WHAT YOU WILL DO>
Please count how many lines in the entries below contain "info" and reply with the figure alone.

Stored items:
───

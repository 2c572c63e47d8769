//! Beziehungs-Handler – Einladungen, Antworten, Gruppen

use parley_chat::Einladung;
use parley_core::types::{ConversationId, UserId};
use parley_db::ParleyRepository;
use parley_protocol::control::{
    CreateGroupNotify, CreateGroupRequest, FriendRequestNotify, FriendResponseNotify,
    FriendResponseRequest, InviteFriendRequest, NewConversation,
};
use parley_protocol::{ServerEvent, ServerMessage};
use std::sync::Arc;

use crate::error::{SignalingError, SignalingResult};
use crate::server_state::SignalingState;

/// Verarbeitet `invite_friend`
///
/// Bereits befreundet: nichts wird gesendet.
pub async fn handle_invite<R: ParleyRepository>(
    request: InviteFriendRequest,
    user_id: UserId,
    state: &Arc<SignalingState<R>>,
) -> SignalingResult<()> {
    let Some(einladung) = state
        .beziehungen
        .einladen(user_id, request.friend_id)
        .await?
    else {
        return Ok(());
    };

    state
        .router
        .publish(&einladung.ziel, einladung_ereignis(&einladung));
    Ok(())
}

/// Verarbeitet `response_friend_req`
pub async fn handle_response<R: ParleyRepository>(
    request: FriendResponseRequest,
    user_id: UserId,
    state: &Arc<SignalingState<R>>,
) -> SignalingResult<()> {
    let antwort = state
        .beziehungen
        .antworten(user_id, request.id, request.response)
        .await?;

    // Der Admin (= Antwortende) erfaehrt zuerst von der neuen Konversation
    if let Some(konversation) = &antwort.konversation {
        state.router.publish(
            &konversation.admin_id,
            neue_konversation_ereignis(konversation.id),
        );
    }

    state.router.publish(
        &antwort.absender_id,
        ServerMessage::push(ServerEvent::ResponseFRequest(FriendResponseNotify {
            sender: antwort.antwortender.username.clone(),
            response: antwort.angenommen,
            conversation_id: antwort.konversation.as_ref().map(|k| k.id),
        })),
    );
    Ok(())
}

/// Verarbeitet `create_group`
///
/// Nur fuer sich selbst: `admin_id` muss der Absender sein.
pub async fn handle_create_group<R: ParleyRepository>(
    request: CreateGroupRequest,
    user_id: UserId,
    state: &Arc<SignalingState<R>>,
) -> SignalingResult<()> {
    if request.admin_id != user_id {
        return Err(SignalingError::ZugriffVerweigert(
            "Gruppen koennen nur mit sich selbst als Admin erstellt werden".into(),
        ));
    }

    let gruppe = state
        .beziehungen
        .gruppe_erstellen(&request.title, request.admin_id, &request.users_ids)
        .await?;
    let conversation_id = gruppe.konversation.id;

    state
        .router
        .publish(&gruppe.admin.id, neue_konversation_ereignis(conversation_id));

    let hinweis = ServerMessage::push(ServerEvent::CreateGroupNotify(CreateGroupNotify {
        title: gruppe.konversation.title.clone(),
        admin: gruppe.admin.username.clone(),
        conversation_id,
    }));
    for mitglied in &gruppe.hinzugefuegt {
        state.router.publish(mitglied, hinweis.clone());
    }

    Ok(())
}

/// Offene Einladungen als `friend_request`-Ereignisse fuer eine neue Verbindung
pub async fn offene_einladungen<R: ParleyRepository>(
    user_id: UserId,
    state: &Arc<SignalingState<R>>,
) -> SignalingResult<Vec<ServerMessage>> {
    let einladungen = state.beziehungen.offene_einladungen(user_id).await?;
    Ok(einladungen.iter().map(einladung_ereignis).collect())
}

fn einladung_ereignis(einladung: &Einladung) -> ServerMessage {
    ServerMessage::push(ServerEvent::FriendRequest(FriendRequestNotify {
        sender: einladung.absender.username.clone(),
        request_id: einladung.anfrage_id,
        timestamp: einladung.zeitpunkt,
    }))
}

fn neue_konversation_ereignis(conversation_id: ConversationId) -> ServerMessage {
    ServerMessage::push(ServerEvent::NewConversation(NewConversation { conversation_id }))
}
//! Gemeinsame Typen fuer das Kryptografie-Subsystem

use serde::{Deserialize, Serialize};

use crate::error::{CryptoError, CryptoResult};

/// Laenge symmetrischer Schluessel in Bytes
pub const SCHLUESSEL_LAENGE: usize = 32;

/// Laenge der AEAD-Nonce in Bytes
pub const NONCE_LAENGE: usize = 12;

/// Laenge des AEAD-Auth-Tags in Bytes
pub const TAG_LAENGE: usize = 16;

/// Sicherer Schluessel-Container (wird beim Drop genullt)
#[derive(Clone)]
pub struct SecretBytes(pub Vec<u8>);

impl Drop for SecretBytes {
    fn drop(&mut self) {
        self.0.iter_mut().for_each(|b| *b = 0);
    }
}

impl std::fmt::Debug for SecretBytes {
    fn fmt(&self, f: &mut std::fmt::Formatter<'_>) -> std::fmt::Result {
        write!(f, "SecretBytes([REDACTED] {} bytes)", self.0.len())
    }
}

impl SecretBytes {
    pub fn new(bytes: Vec<u8>) -> Self {
        Self(bytes)
    }

    pub fn as_bytes(&self) -> &[u8] {
        &self.0
    }

    pub fn len(&self) -> usize {
        self.0.len()
    }

    pub fn is_empty(&self) -> bool {
        self.0.is_empty()
    }
}

/// AEAD-Algorithmus eines Konversations-Schluessels
#[derive(Debug, Clone, Copy, PartialEq, Eq, Default, Serialize, Deserialize)]
pub enum SchluesselAlgorithmus {
    #[default]
    Aes256Gcm,
    ChaCha20Poly1305,
}

impl SchluesselAlgorithmus {
    /// Ein-Byte-Kennung im eingewickelten Schluessel
    pub fn kennung(&self) -> u8 {
        match self {
            Self::Aes256Gcm => 1,
            Self::ChaCha20Poly1305 => 2,
        }
    }

    pub fn aus_kennung(kennung: u8) -> CryptoResult<Self> {
        match kennung {
            1 => Ok(Self::Aes256Gcm),
            2 => Ok(Self::ChaCha20Poly1305),
            andere => Err(CryptoError::UngueltigeDaten(format!(
                "Unbekannter Algorithmus: {andere}"
            ))),
        }
    }
}

#[cfg(test)]
mod tests {
    use super::*;

    #[test]
    fn secret_bytes_debug_verbirgt_inhalt() {
        let s = SecretBytes::new(vec![0xAB; 4]);
        let text = format!("{s:?}");
        assert!(text.contains("REDACTED"));
        assert!(!text.contains("171"));
    }

    #[test]
    fn algorithmus_kennung() {
        for algo in [
            SchluesselAlgorithmus::Aes256Gcm,
            SchluesselAlgorithmus::ChaCha20Poly1305,
        ] {
            assert_eq!(SchluesselAlgorithmus::aus_kennung(algo.kennung()).unwrap(), algo);
        }
        assert!(SchluesselAlgorithmus::aus_kennung(0).is_err());
    }
}
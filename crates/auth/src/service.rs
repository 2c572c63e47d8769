//! Auth-Service fuer parley
//!
//! Loest ein Bearer-Token zu genau einem Benutzer auf. Es gibt keine
//! Ersatz-Identitaet: ein unbekanntes Token ist ein Fehler.

use std::sync::Arc;

use tracing::{debug, info};

use parley_core::types::UserId;
use parley_db::{models::NeuerBenutzer, TokenRepository, UserRepository};

use crate::{
    error::{AuthError, AuthResult},
    token::{token_generieren, token_hashen},
};

/// Authentifizierte Identitaet einer Verbindung
#[derive(Debug, Clone, PartialEq, Eq)]
pub struct Identitaet {
    pub user_id: UserId,
    pub username: String,
}

/// Auth-Service – zentraler Einstiegspunkt fuer alle Authentifizierungsvorgaenge
pub struct AuthService<R> {
    repo: Arc<R>,
}

impl<R> Clone for AuthService<R> {
    fn clone(&self) -> Self {
        Self {
            repo: Arc::clone(&self.repo),
        }
    }
}

impl<R: UserRepository + TokenRepository> AuthService<R> {
    /// Erstellt einen neuen AuthService
    pub fn neu(repo: Arc<R>) -> Self {
        Self { repo }
    }

    /// Loest ein Token zu einem Benutzer auf
    pub async fn authentifizieren(&self, token: &str) -> AuthResult<Identitaet> {
        let token = token.trim();
        if token.is_empty() {
            return Err(AuthError::TokenFehlt);
        }

        let benutzer = self
            .repo
            .benutzer_fuer_token(&token_hashen(token))
            .await?
            .ok_or(AuthError::TokenUngueltig)?;

        debug!(user_id = %benutzer.id, "Token akzeptiert");
        Ok(Identitaet {
            user_id: UserId(benutzer.id),
            username: benutzer.username,
        })
    }

    /// Stellt ein neues Token fuer einen bestehenden Benutzer aus
    ///
    /// Der Klartext wird nur hier zurueckgegeben.
    pub async fn token_ausstellen(&self, user_id: UserId) -> AuthResult<String> {
        if self.repo.get_by_id(user_id.inner()).await?.is_none() {
            return Err(AuthError::BenutzerNichtGefunden(user_id.to_string()));
        }

        let token = token_generieren();
        self.repo
            .token_speichern(user_id.inner(), &token_hashen(&token))
            .await?;
        info!(user_id = %user_id, "Token ausgestellt");
        Ok(token)
    }

    /// Legt einen Benutzer an und stellt ihm ein erstes Token aus
    pub async fn benutzer_anlegen(&self, username: &str) -> AuthResult<(Identitaet, String)> {
        if self.repo.get_by_name(username).await?.is_some() {
            return Err(AuthError::BenutzernameVergeben(username.to_string()));
        }

        let benutzer = self.repo.create(NeuerBenutzer { username }).await?;
        let user_id = UserId(benutzer.id);
        let token = self.token_ausstellen(user_id).await?;

        info!(user_id = %user_id, username = %benutzer.username, "Benutzer angelegt");
        Ok((
            Identitaet {
                user_id,
                username: benutzer.username,
            },
            token,
        ))
    }
}

#[cfg(test)]
mod tests {
    use super::*;
    use parley_db::SqliteDb;

    async fn service() -> AuthService<SqliteDb> {
        let db = SqliteDb::in_memory().await.expect("In-Memory DB");
        AuthService::neu(Arc::new(db))
    }

    #[tokio::test]
    async fn token_loest_benutzer_auf() {
        let auth = service().await;
        let (alice, token) = auth.benutzer_anlegen("alice").await.unwrap();

        let identitaet = auth.authentifizieren(&token).await.unwrap();
        assert_eq!(identitaet, alice);
        assert_eq!(identitaet.username, "alice");
    }

    #[tokio::test]
    async fn unbekanntes_token_abgelehnt() {
        let auth = service().await;
        auth.benutzer_anlegen("alice").await.unwrap();

        let err = auth.authentifizieren("falsch").await.unwrap_err();
        assert!(matches!(err, AuthError::TokenUngueltig));
        assert!(err.ist_abgelehnt());

        let err = auth.authentifizieren("   ").await.unwrap_err();
        assert!(matches!(err, AuthError::TokenFehlt));
    }

    #[tokio::test]
    async fn mehrere_tokens_pro_benutzer() {
        let auth = service().await;
        let (alice, t1) = auth.benutzer_anlegen("alice").await.unwrap();
        let t2 = auth.token_ausstellen(alice.user_id).await.unwrap();

        assert_ne!(t1, t2);
        assert_eq!(auth.authentifizieren(&t1).await.unwrap().user_id, alice.user_id);
        assert_eq!(auth.authentifizieren(&t2).await.unwrap().user_id, alice.user_id);
    }

    #[tokio::test]
    async fn doppelter_benutzername() {
        let auth = service().await;
        auth.benutzer_anlegen("bob").await.unwrap();
        let err = auth.benutzer_anlegen("bob").await.unwrap_err();
        assert!(matches!(err, AuthError::BenutzernameVergeben(_)));
    }

    #[tokio::test]
    async fn token_fuer_unbekannten_benutzer() {
        let auth = service().await;
        let err = auth.token_ausstellen(UserId::new()).await.unwrap_err();
        assert!(matches!(err, AuthError::BenutzerNichtGefunden(_)));
    }
}
//! SQLite-Backend-Implementierungen fuer alle Repository-Traits

pub mod conversations;
pub mod friend_requests;
pub mod messages;
pub mod pool;
pub mod tokens;
pub mod users;

pub use pool::SqliteDb;

use chrono::{DateTime, SecondsFormat, Utc};
use sqlx::Row;
use uuid::Uuid;

use crate::error::DbError;
use crate::repository::DbResult;

/// Einheitliches Zeitformat; feste Nachkommastellen halten die Spalten
/// lexikografisch sortierbar
pub(crate) fn zeitstempel(dt: &DateTime<Utc>) -> String {
    dt.to_rfc3339_opts(SecondsFormat::Micros, true)
}

pub(crate) fn parse_uuid(row: &sqlx::sqlite::SqliteRow, col: &str) -> DbResult<Uuid> {
    let s: String = row.try_get(col)?;
    Uuid::parse_str(&s).map_err(|e| DbError::intern(format!("Ungueltige UUID in '{col}': {e}")))
}

pub(crate) fn parse_datetime(row: &sqlx::sqlite::SqliteRow, col: &str) -> DbResult<DateTime<Utc>> {
    let s: String = row.try_get(col)?;
    DateTime::parse_from_rfc3339(&s)
        .map(|dt| dt.with_timezone(&Utc))
        .map_err(|e| DbError::intern(format!("Ungueltige DateTime in '{col}': {e}")))
}

pub(crate) fn parse_opt_datetime(
    row: &sqlx::sqlite::SqliteRow,
    col: &str,
) -> DbResult<Option<DateTime<Utc>>> {
    let s: Option<String> = row.try_get(col)?;
    s.as_deref()
        .map(|v| {
            DateTime::parse_from_rfc3339(v)
                .map(|dt| dt.with_timezone(&Utc))
                .map_err(|e| DbError::intern(format!("Ungueltige DateTime in '{col}': {e}")))
        })
        .transpose()
}
//! Fehlertypen fuer das Kryptografie-Subsystem

use thiserror::Error;

/// Fehler im Kryptografie-Subsystem
#[derive(Debug, Error)]
pub enum CryptoError {
    #[error("Key-Exchange fehlgeschlagen: {0}")]
    KeyExchange(String),

    #[error("Verschluesselung fehlgeschlagen: {0}")]
    Verschluesselung(String),

    #[error("Entschluesselung fehlgeschlagen: {0}")]
    Entschluesselung(String),

    #[error("Ungueltige Schluessel-Laenge: erwartet {erwartet}, erhalten {erhalten}")]
    UngueltigeSchluesselLaenge { erwartet: usize, erhalten: usize },

    #[error("Ungueltige Daten: {0}")]
    UngueltigeDaten(String),

    #[error("Key Derivation fehlgeschlagen: {0}")]
    KeyDerivation(String),

    #[error("Base64-Dekodierung fehlgeschlagen: {0}")]
    Base64(#[from] base64::DecodeError),
}

pub type CryptoResult<T> = Result<T, CryptoError>;
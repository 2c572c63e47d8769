//! Zugangsdaten-Speicher
//!
//! Eine JSON-Datei mit Benutzername, Token und Serveradresse. Laden,
//! Speichern und Loeschen sind explizite Schritte; nichts wird beim
//! Beenden automatisch geschrieben. Unter Unix ist die Datei nur fuer den
//! Eigentuemer lesbar.

use std::fs;
use std::io::Write;
use std::path::{Path, PathBuf};

use serde::{Deserialize, Serialize};

use crate::error::ClientResult;

/// Gespeicherte Zugangsdaten
#[derive(Clone, PartialEq, Eq, Serialize, Deserialize)]
pub struct Zugangsdaten {
    pub username: String,
    pub token: String,
    pub server_adresse: String,
}

impl std::fmt::Debug for Zugangsdaten {
    fn fmt(&self, f: &mut std::fmt::Formatter<'_>) -> std::fmt::Result {
        f.debug_struct("Zugangsdaten")
            .field("username", &self.username)
            .field("token", &"[REDACTED]")
            .field("server_adresse", &self.server_adresse)
            .finish()
    }
}

/// Dateibasierter Speicher fuer genau einen Satz Zugangsdaten
#[derive(Debug, Clone)]
pub struct SecretStore {
    pfad: PathBuf,
}

impl SecretStore {
    pub fn neu(pfad: impl Into<PathBuf>) -> Self {
        Self { pfad: pfad.into() }
    }

    pub fn pfad(&self) -> &Path {
        &self.pfad
    }

    /// `None` wenn noch nichts gespeichert wurde
    pub fn laden(&self) -> ClientResult<Option<Zugangsdaten>> {
        let inhalt = match fs::read_to_string(&self.pfad) {
            Ok(inhalt) => inhalt,
            Err(e) if e.kind() == std::io::ErrorKind::NotFound => return Ok(None),
            Err(e) => return Err(e.into()),
        };
        Ok(Some(serde_json::from_str(&inhalt)?))
    }

    /// Schreibt atomar ueber eine temporaere Datei
    pub fn speichern(&self, daten: &Zugangsdaten) -> ClientResult<()> {
        if let Some(verzeichnis) = self.pfad.parent() {
            if !verzeichnis.as_os_str().is_empty() {
                fs::create_dir_all(verzeichnis)?;
            }
        }

        let json = serde_json::to_vec_pretty(daten)?;
        let temp = self.pfad.with_extension("tmp");
        {
            let mut datei = nur_eigentuemer().open(&temp)?;
            datei.write_all(&json)?;
            datei.sync_all()?;
        }
        fs::rename(&temp, &self.pfad)?;

        tracing::debug!(pfad = %self.pfad.display(), "Zugangsdaten gespeichert");
        Ok(())
    }

    /// Gibt `true` zurueck wenn eine Datei entfernt wurde
    pub fn loeschen(&self) -> ClientResult<bool> {
        match fs::remove_file(&self.pfad) {
            Ok(()) => {
                tracing::debug!(pfad = %self.pfad.display(), "Zugangsdaten geloescht");
                Ok(true)
            }
            Err(e) if e.kind() == std::io::ErrorKind::NotFound => Ok(false),
            Err(e) => Err(e.into()),
        }
    }
}

fn nur_eigentuemer() -> fs::OpenOptions {
    let mut optionen = fs::OpenOptions::new();
    optionen.write(true).create(true).truncate(true);
    #[cfg(unix)]
    {
        use std::os::unix::fs::OpenOptionsExt;
        optionen.mode(0o600);
    }
    optionen
}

───

TASK RESPONSE>
3